“Patient advocacy and peer to peer support is the cornerstone of strength for one's journey.“
You’ve been diagnosed with HVD by your cardiologist, and you say to yourself now what? Where do you turn for information, who do you talk to about what this means? These are some of the questions that I had upon my initial diagnosis and what this would mean for my future. As I reflect back upon my journey, I found that if I had other patients to engage with that have “been there and done that”, this would have eased my questions of the “what if’s” “why me”, “what’s next” and fear of the unknowns. Engaging with other like-minded heart warriors is essential to the emotional support we lend each other on our journeys. Most importantly, I would like to share that YOU are NOT ALONE! The medical professionals tell you what they will do medically, but it’s the survivors that can help you understand what it will be like to recover.
Heart Valve Disease Awareness Day is important to me because I know how I felt when I was first diagnosed with a leaky mitral valve. I felt scared and alone and did not understand the importance of how deadly this can be. While I was told that initially having a heart murmur and mitral valve prolapse was a rather common occurrence, I did not know what this would mean for my future. One thing was certain, however; timing would be critical. Heart valve disease can usually be successfully treated with valve repair or replacement in patients of all ages. Having my own valve repaired would be a much better option than replacing it, in my case. My personal commitment to follow-up appointments was vital to survival and a good outcome.
Heart valve issues are often confused with the everyday stresses of life, such as overall fatigue, shortness of breath, lightheadedness, and palpitations. As women, our first reaction is to ignore and shrug off any symptoms that present themselves, but we must be our own advocates. We must take matters of the heart into our own hands and seek professional medical advice if something does not feel right.

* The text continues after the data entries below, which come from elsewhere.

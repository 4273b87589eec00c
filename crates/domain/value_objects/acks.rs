use serde::{Deserialize, Serialize};

#[derive(Debug, Clone, Copy, Serialize, Deserialize, PartialEq, Eq)]
pub struct DeletedModel {
    pub deleted: bool,
}
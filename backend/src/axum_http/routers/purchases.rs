use std::sync::Arc;

use axum::{
    Json, Router,
    extract::{Path, Query, State},
    routing::{get, post},
};
use axum_extra::extract::WithRejection;
use crates::{
    domain::{
        repositories::purchases::PurchaseRepository,
        value_objects::{
            pagination::Paged,
            purchases::{CreatePurchaseModel, MyPurchasesQuery, PurchaseModel},
        },
    },
    infra::db::{
        postgres::postgres_connection::PgPoolSquad, repositories::purchases::PurchasePostgres,
    },
};
use uuid::Uuid;

use crate::{
    auth::AuthUser,
    axum_http::error_responses::ApiResponse,
    usecases::{UseCaseError, purchases::PurchaseUseCase},
};

pub fn routes(db_pool: Arc<PgPoolSquad>) -> Router {
    let purchase_repository = PurchasePostgres::new(Arc::clone(&db_pool));
    let purchase_usecase = PurchaseUseCase::new(Arc::new(purchase_repository));

    Router::new()
        .route("/", post(create))
        .route("/mine", get(list_mine))
        .route("/mine/:purchase_id", get(get_mine))
        .route("/:purchase_id/cancel", post(cancel))
        .with_state(Arc::new(purchase_usecase))
}

pub async fn list_mine<T>(
    State(purchase_usecase): State<Arc<PurchaseUseCase<T>>>,
    auth: AuthUser,
    WithRejection(Query(query), _): WithRejection<Query<MyPurchasesQuery>, UseCaseError>,
) -> Result<ApiResponse<Paged<PurchaseModel>>, UseCaseError>
where
    T: PurchaseRepository + Send + Sync + 'static,
{
    auth.require_buyer()?;

    Ok(ApiResponse::ok(
        purchase_usecase.list_mine(auth.user_id, query).await?,
    ))
}

pub async fn get_mine<T>(
    State(purchase_usecase): State<Arc<PurchaseUseCase<T>>>,
    auth: AuthUser,
    WithRejection(Path(purchase_id), _): WithRejection<Path<Uuid>, UseCaseError>,
) -> Result<ApiResponse<PurchaseModel>, UseCaseError>
where
    T: PurchaseRepository + Send + Sync + 'static,
{
    auth.require_buyer()?;

    Ok(ApiResponse::ok(
        purchase_usecase.get_mine(auth.user_id, purchase_id).await?,
    ))
}

pub async fn create<T>(
    State(purchase_usecase): State<Arc<PurchaseUseCase<T>>>,
    auth: AuthUser,
    WithRejection(Json(model), _): WithRejection<Json<CreatePurchaseModel>, UseCaseError>,
) -> Result<ApiResponse<PurchaseModel>, UseCaseError>
where
    T: PurchaseRepository + Send + Sync + 'static,
{
    auth.require_buyer()?;

    Ok(ApiResponse::created(
        purchase_usecase.create(auth.user_id, model).await?,
    ))
}

pub async fn cancel<T>(
    State(purchase_usecase): State<Arc<PurchaseUseCase<T>>>,
    auth: AuthUser,
    WithRejection(Path(purchase_id), _): WithRejection<Path<Uuid>, UseCaseError>,
) -> Result<ApiResponse<PurchaseModel>, UseCaseError>
where
    T: PurchaseRepository + Send + Sync + 'static,
{
    auth.require_buyer()?;

    Ok(ApiResponse::ok(
        purchase_usecase.cancel(auth.user_id, purchase_id).await?,
    ))
}
use anyhow::Result;
use async_trait::async_trait;
use mockall::automock;
use uuid::Uuid;

use crate::domain::entities::item_types::{
    InsertItemTypeEntity, ItemTypeEntity, UpdateItemTypeEntity,
};

#[automock]
#[async_trait]
pub trait ItemTypeRepository {
    async fn create(&self, item_type: InsertItemTypeEntity) -> Result<ItemTypeEntity>;
    async fn list(&self) -> Result<Vec<ItemTypeEntity>>;
    async fn find_by_id(&self, type_id: Uuid) -> Result<Option<ItemTypeEntity>>;
    async fn find_by_slug(&self, slug: &str) -> Result<Option<ItemTypeEntity>>;
    /// True when another type already uses `name` or `slug`.
    async fn exists_by_name_or_slug(
        &self,
        name: &str,
        slug: &str,
        exclude_id: Option<Uuid>,
    ) -> Result<bool>;
    async fn update(
        &self,
        type_id: Uuid,
        changes: UpdateItemTypeEntity,
    ) -> Result<Option<ItemTypeEntity>>;
    async fn delete(&self, type_id: Uuid) -> Result<bool>;
}
use chrono::{DateTime, Utc};
use diesel::prelude::*;
use uuid::Uuid;

use crate::{
    domain::value_objects::line_items::{LineItem, compute_totals},
    infra::db::postgres::schema::payments,
};

#[derive(Debug, Clone, PartialEq)]
pub struct PaymentEntity {
    pub id: Uuid,
    pub user_id: Option<Uuid>,
    pub items: Vec<LineItem>,
    pub amount: f64,
    pub currency: String,
    pub preference_id: String,
    pub payment_id: Option<String>,
    pub status: String,
    pub payer_email: Option<String>,
    pub external_reference: Option<String>,
    pub created_by: Uuid,
    pub updated_by: Option<String>,
    pub created_at: DateTime<Utc>,
    pub updated_at: DateTime<Utc>,
}

/// Raw row used for Diesel queries. Items stay as JSON and are parsed into LineItem.
#[derive(Debug, Clone, Identifiable, Selectable, Queryable)]
#[diesel(table_name = payments)]
pub struct PaymentRow {
    pub id: Uuid,
    pub user_id: Option<Uuid>,
    pub items: serde_json::Value,
    pub amount: f64,
    pub currency: String,
    pub preference_id: String,
    pub payment_id: Option<String>,
    pub status: String,
    pub payer_email: Option<String>,
    pub external_reference: Option<String>,
    pub created_by: Uuid,
    pub updated_by: Option<String>,
    pub created_at: DateTime<Utc>,
    pub updated_at: DateTime<Utc>,
}

impl From<PaymentRow> for PaymentEntity {
    fn from(value: PaymentRow) -> Self {
        let items = serde_json::from_value(value.items).unwrap_or_default();

        Self {
            id: value.id,
            user_id: value.user_id,
            items,
            amount: value.amount,
            currency: value.currency,
            preference_id: value.preference_id,
            payment_id: value.payment_id,
            status: value.status,
            payer_email: value.payer_email,
            external_reference: value.external_reference,
            created_by: value.created_by,
            updated_by: value.updated_by,
            created_at: value.created_at,
            updated_at: value.updated_at,
        }
    }
}

#[derive(Debug, Clone, Insertable)]
#[diesel(table_name = payments)]
pub struct InsertPaymentEntity {
    pub user_id: Option<Uuid>,
    items: serde_json::Value,
    amount: f64,
    currency: String,
    pub preference_id: String,
    pub status: String,
    pub payer_email: Option<String>,
    pub external_reference: Option<String>,
    pub created_by: Uuid,
}

impl InsertPaymentEntity {
    /// Amount and currency are always derived from `items`.
    pub fn new(
        items: &[LineItem],
        preference_id: String,
        status: String,
        created_by: Uuid,
    ) -> Self {
        let totals = compute_totals(items);

        Self {
            user_id: Some(created_by),
            items: serde_json::to_value(items).unwrap_or_default(),
            amount: totals.amount,
            currency: totals.currency,
            preference_id,
            status,
            payer_email: None,
            external_reference: None,
            created_by,
        }
    }

    pub fn line_items(&self) -> Vec<LineItem> {
        serde_json::from_value(self.items.clone()).unwrap_or_default()
    }

    pub fn amount(&self) -> f64 {
        self.amount
    }

    pub fn currency(&self) -> &str {
        &self.currency
    }
}

/// Administrative edit. `preference_id` and `created_by` are not part of the changeset.
#[derive(Debug, Clone, Default, AsChangeset)]
#[diesel(table_name = payments)]
pub struct UpdatePaymentEntity {
    pub status: Option<String>,
    items: Option<serde_json::Value>,
    amount: Option<f64>,
    currency: Option<String>,
    pub payer_email: Option<String>,
    pub updated_by: Option<String>,
    pub updated_at: Option<DateTime<Utc>>,
}

impl UpdatePaymentEntity {
    pub fn with_items(mut self, items: &[LineItem]) -> Self {
        let totals = compute_totals(items);
        self.items = Some(serde_json::to_value(items).unwrap_or_default());
        self.amount = Some(totals.amount);
        self.currency = Some(totals.currency);
        self
    }

    pub fn amount(&self) -> Option<f64> {
        self.amount
    }

    pub fn currency(&self) -> Option<&str> {
        self.currency.as_deref()
    }

    pub fn is_empty(&self) -> bool {
        self.status.is_none() && self.items.is_none() && self.payer_email.is_none()
    }
}

/// Fields written by reconciliation against the gateway's charge.
#[derive(Debug, Clone, PartialEq, AsChangeset)]
#[diesel(table_name = payments)]
pub struct GatewayPaymentUpdateEntity {
    pub payment_id: Option<String>,
    pub status: String,
    pub payer_email: Option<String>,
    pub updated_by: Option<String>,
    pub updated_at: DateTime<Utc>,
}

#[cfg(test)]
mod tests {
    use super::*;

    fn line(quantity: i32, unit_price: f64) -> LineItem {
        LineItem {
            item_id: None,
            title: "A".to_string(),
            quantity,
            unit_price,
            currency: "CLP".to_string(),
        }
    }

    #[test]
    fn insert_derives_amount_from_items() {
        let insert = InsertPaymentEntity::new(
            &[line(2, 1000.0), line(1, 500.0)],
            "pref-1".to_string(),
            "pending".to_string(),
            Uuid::new_v4(),
        );

        assert_eq!(insert.amount(), 2500.0);
        assert_eq!(insert.currency(), "CLP");
        assert_eq!(insert.line_items().len(), 2);
    }

    #[test]
    fn update_with_items_recomputes_amount() {
        let update = UpdatePaymentEntity::default().with_items(&[line(3, 10.0)]);

        assert_eq!(update.amount(), Some(30.0));
        assert_eq!(update.currency(), Some("CLP"));
        assert!(!update.is_empty());
        assert!(UpdatePaymentEntity::default().is_empty());
    }
}
use diesel::result::{DatabaseErrorKind, Error as DieselError};

use crate::domain::repositories::errors::RepositoryError;

/// Lifts constraint violations into `RepositoryError`, everything else passes through.
pub fn map_constraint_error(err: DieselError) -> anyhow::Error {
    match err {
        DieselError::DatabaseError(DatabaseErrorKind::UniqueViolation, info) => {
            RepositoryError::UniqueViolation(constraint_label(info.as_ref())).into()
        }
        DieselError::DatabaseError(DatabaseErrorKind::ForeignKeyViolation, info) => {
            RepositoryError::ForeignKeyViolation(constraint_label(info.as_ref())).into()
        }
        other => other.into(),
    }
}

fn constraint_label(info: &(dyn diesel::result::DatabaseErrorInformation + Send + Sync)) -> String {
    info.constraint_name()
        .unwrap_or_else(|| info.message())
        .to_string()
}

/// `%term%` for ILIKE with the pattern metacharacters escaped.
pub fn contains_pattern(term: &str) -> String {
    let escaped = term
        .replace('\\', "\\\\")
        .replace('%', "\\%")
        .replace('_', "\\_");
    format!("%{escaped}%")
}
pub mod categories;
pub mod item_types;
pub mod items;
pub mod navbar;
pub mod payments;
pub mod purchases;
pub mod sales;
pub mod users;

use axum::http::StatusCode;
use crates::domain::repositories::errors::RepositoryError;
use thiserror::Error;

#[derive(Debug, Error)]
pub enum UseCaseError {
    #[error("{0}")]
    Validation(String),
    #[error("{0}")]
    Unauthenticated(String),
    #[error("{0}")]
    Forbidden(String),
    #[error("{0}")]
    NotFound(String),
    #[error("{0}")]
    Conflict(String),
    #[error("{0}")]
    Configuration(String),
    #[error("{0}")]
    Upstream(String),
    #[error(transparent)]
    Internal(#[from] anyhow::Error),
}

impl UseCaseError {
    pub fn status_code(&self) -> StatusCode {
        match self {
            UseCaseError::Validation(_) => StatusCode::BAD_REQUEST,
            UseCaseError::Unauthenticated(_) => StatusCode::UNAUTHORIZED,
            UseCaseError::Forbidden(_) => StatusCode::FORBIDDEN,
            UseCaseError::NotFound(_) => StatusCode::NOT_FOUND,
            UseCaseError::Conflict(_) => StatusCode::CONFLICT,
            UseCaseError::Configuration(_)
            | UseCaseError::Upstream(_)
            | UseCaseError::Internal(_) => StatusCode::INTERNAL_SERVER_ERROR,
        }
    }

    /// Maps constraint violations raised by a write into `Conflict`/`Validation`.
    pub fn from_write(err: anyhow::Error, conflict_message: &str) -> Self {
        match RepositoryError::from_anyhow(&err) {
            Some(RepositoryError::UniqueViolation(_)) => {
                UseCaseError::Conflict(conflict_message.to_string())
            }
            Some(RepositoryError::ForeignKeyViolation(constraint)) => {
                UseCaseError::Validation(format!("referenced record does not exist or is in use ({constraint})"))
            }
            None => UseCaseError::Internal(err),
        }
    }
}

pub type UseCaseResult<T> = std::result::Result<T, UseCaseError>;

#[cfg(test)]
mod tests {
    use super::*;

    #[test]
    fn unique_violation_becomes_conflict() {
        let err = anyhow::Error::new(RepositoryError::UniqueViolation("users_email_key".into()));
        let mapped = UseCaseError::from_write(err, "email already registered");

        assert!(matches!(mapped, UseCaseError::Conflict(ref msg) if msg == "email already registered"));
        assert_eq!(mapped.status_code(), StatusCode::CONFLICT);
    }

    #[test]
    fn other_errors_stay_internal() {
        let mapped = UseCaseError::from_write(anyhow::anyhow!("connection reset"), "dup");
        assert_eq!(mapped.status_code(), StatusCode::INTERNAL_SERVER_ERROR);
    }
}
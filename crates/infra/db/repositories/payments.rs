use anyhow::Result;
use async_trait::async_trait;
use diesel::{RunQueryDsl, insert_into, pg::Pg, prelude::*, update};
use std::sync::Arc;
use uuid::Uuid;

use crate::{
    domain,
    infra::db::postgres::{
        errors::map_constraint_error, postgres_connection::PgPoolSquad, schema::payments,
    },
};
use domain::{
    entities::payments::{
        GatewayPaymentUpdateEntity, InsertPaymentEntity, PaymentEntity, PaymentRow,
        UpdatePaymentEntity,
    },
    repositories::payments::PaymentRepository,
    value_objects::{pagination::Pagination, payments::PaymentsFilter},
};

pub struct PaymentPostgres {
    db_pool: Arc<PgPoolSquad>,
}

impl PaymentPostgres {
    pub fn new(db_pool: Arc<PgPoolSquad>) -> Self {
        Self { db_pool }
    }

    fn filtered(filter: &PaymentsFilter) -> payments::BoxedQuery<'static, Pg> {
        let mut query = payments::table.into_boxed();

        if let Some(status) = filter.status.clone() {
            query = query.filter(payments::status.eq(status));
        }

        if let Some(user_id) = filter.user_id {
            query = query.filter(payments::user_id.eq(user_id));
        }

        query
    }
}

#[async_trait]
impl PaymentRepository for PaymentPostgres {
    async fn create(&self, payment: InsertPaymentEntity) -> Result<PaymentEntity> {
        let mut conn = Arc::clone(&self.db_pool).get()?;

        let row = insert_into(payments::table)
            .values(&payment)
            .returning(PaymentRow::as_returning())
            .get_result::<PaymentRow>(&mut conn)
            .map_err(map_constraint_error)?;

        Ok(row.into())
    }

    async fn find_by_id(&self, payment_id: Uuid) -> Result<Option<PaymentEntity>> {
        let mut conn = Arc::clone(&self.db_pool).get()?;

        let row = payments::table
            .find(payment_id)
            .select(PaymentRow::as_select())
            .first::<PaymentRow>(&mut conn)
            .optional()?;

        Ok(row.map(PaymentEntity::from))
    }

    async fn list(
        &self,
        filter: PaymentsFilter,
        pagination: Pagination,
    ) -> Result<(Vec<PaymentEntity>, i64)> {
        let mut conn = Arc::clone(&self.db_pool).get()?;

        let total = Self::filtered(&filter)
            .count()
            .get_result::<i64>(&mut conn)?;

        let rows = Self::filtered(&filter)
            .order(payments::created_at.desc())
            .offset(pagination.offset())
            .limit(pagination.limit)
            .select(PaymentRow::as_select())
            .load::<PaymentRow>(&mut conn)?;

        Ok((rows.into_iter().map(PaymentEntity::from).collect(), total))
    }

    async fn update(
        &self,
        payment_id: Uuid,
        changes: UpdatePaymentEntity,
    ) -> Result<Option<PaymentEntity>> {
        let mut conn = Arc::clone(&self.db_pool).get()?;

        let row = update(payments::table.find(payment_id))
            .set(&changes)
            .returning(PaymentRow::as_returning())
            .get_result::<PaymentRow>(&mut conn)
            .optional()?;

        Ok(row.map(PaymentEntity::from))
    }

    async fn apply_gateway_update(
        &self,
        preference_id: &str,
        changes: GatewayPaymentUpdateEntity,
    ) -> Result<Option<PaymentEntity>> {
        let mut conn = Arc::clone(&self.db_pool).get()?;

        let row = update(payments::table.filter(payments::preference_id.eq(preference_id)))
            .set(&changes)
            .returning(PaymentRow::as_returning())
            .get_result::<PaymentRow>(&mut conn)
            .optional()?;

        Ok(row.map(PaymentEntity::from))
    }
}
use std::fmt::Display;

use serde::{Deserialize, Serialize};

#[derive(Debug, Clone, Copy, Serialize, Deserialize, PartialEq, Eq)]
#[serde(rename_all = "lowercase")]
pub enum PaymentProvider {
    MercadoPago,
    Manual,
}

impl PaymentProvider {
    pub fn as_str(&self) -> &'static str {
        match self {
            PaymentProvider::MercadoPago => "mercadopago",
            PaymentProvider::Manual => "manual",
        }
    }
}

impl Display for PaymentProvider {
    fn fmt(&self, f: &mut std::fmt::Formatter<'_>) -> std::fmt::Result {
        f.write_str(self.as_str())
    }
}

Valve disease can be often times asymptomatic and can be deadly if the warning signs are ignored. As someone who is newly diagnosed, I would encourage them to visit the Valve Disease Day website, Learn About Valve Disease – Heart Valve Disease Awareness Day (valvediseaseday.org) to explore the resources that are available to help recognize specific risks and symptoms of heart valve disease, improve detection and treatment. This website also offers a wealth of resources on raising awareness about valvular heart disease including digital tools, animations, videos, and patient stories.
This is why heart valve disease awareness is important to me. Giving a voice to heart valve disease is essential to raise awareness for this often silent but deadly disease. Knowledge is Power!
Recognized every February 22 during American Heart Month, Heart Valve Disease Awareness Day is an annual day dedicated to raising awareness about heart valve disease — its risk factors, symptoms, detection, and treatment.
I have become engaged in HVD Awareness Day, and as I have come to know, heart disease affects 1 in 3 women, and it most certainly does not discriminate. When followed carefully by expert medical staff, with treatment timed right, women with heart valve disease can lead normal active lives. I have found that I can maintain my vigorous lifestyle and not be destined to a life of limitations.
To share is to care. I share my story, so others do not feel as alone and scared as I did. Peer to peer support provides Informational Support, Emotional Support, and Mutual Reciprocity. All of these lead to increased confidence, increased perception of social support and understanding of self-care which ultimately lead to a better quality of life, improved health behaviours, medication adherence and decreased re-hospitalizations.
If I am able to help just one person, it makes my heart smile, as I know what it felt like to experience the ups and downs of recovery. There is still plenty of fight in me as a heart valve disease survivor and it is my personal mission to keep paying it forward for those enduring similar heart journeys that may not have the support and encouragement from others. By sharing my journey, I hope to be an inspiration to others.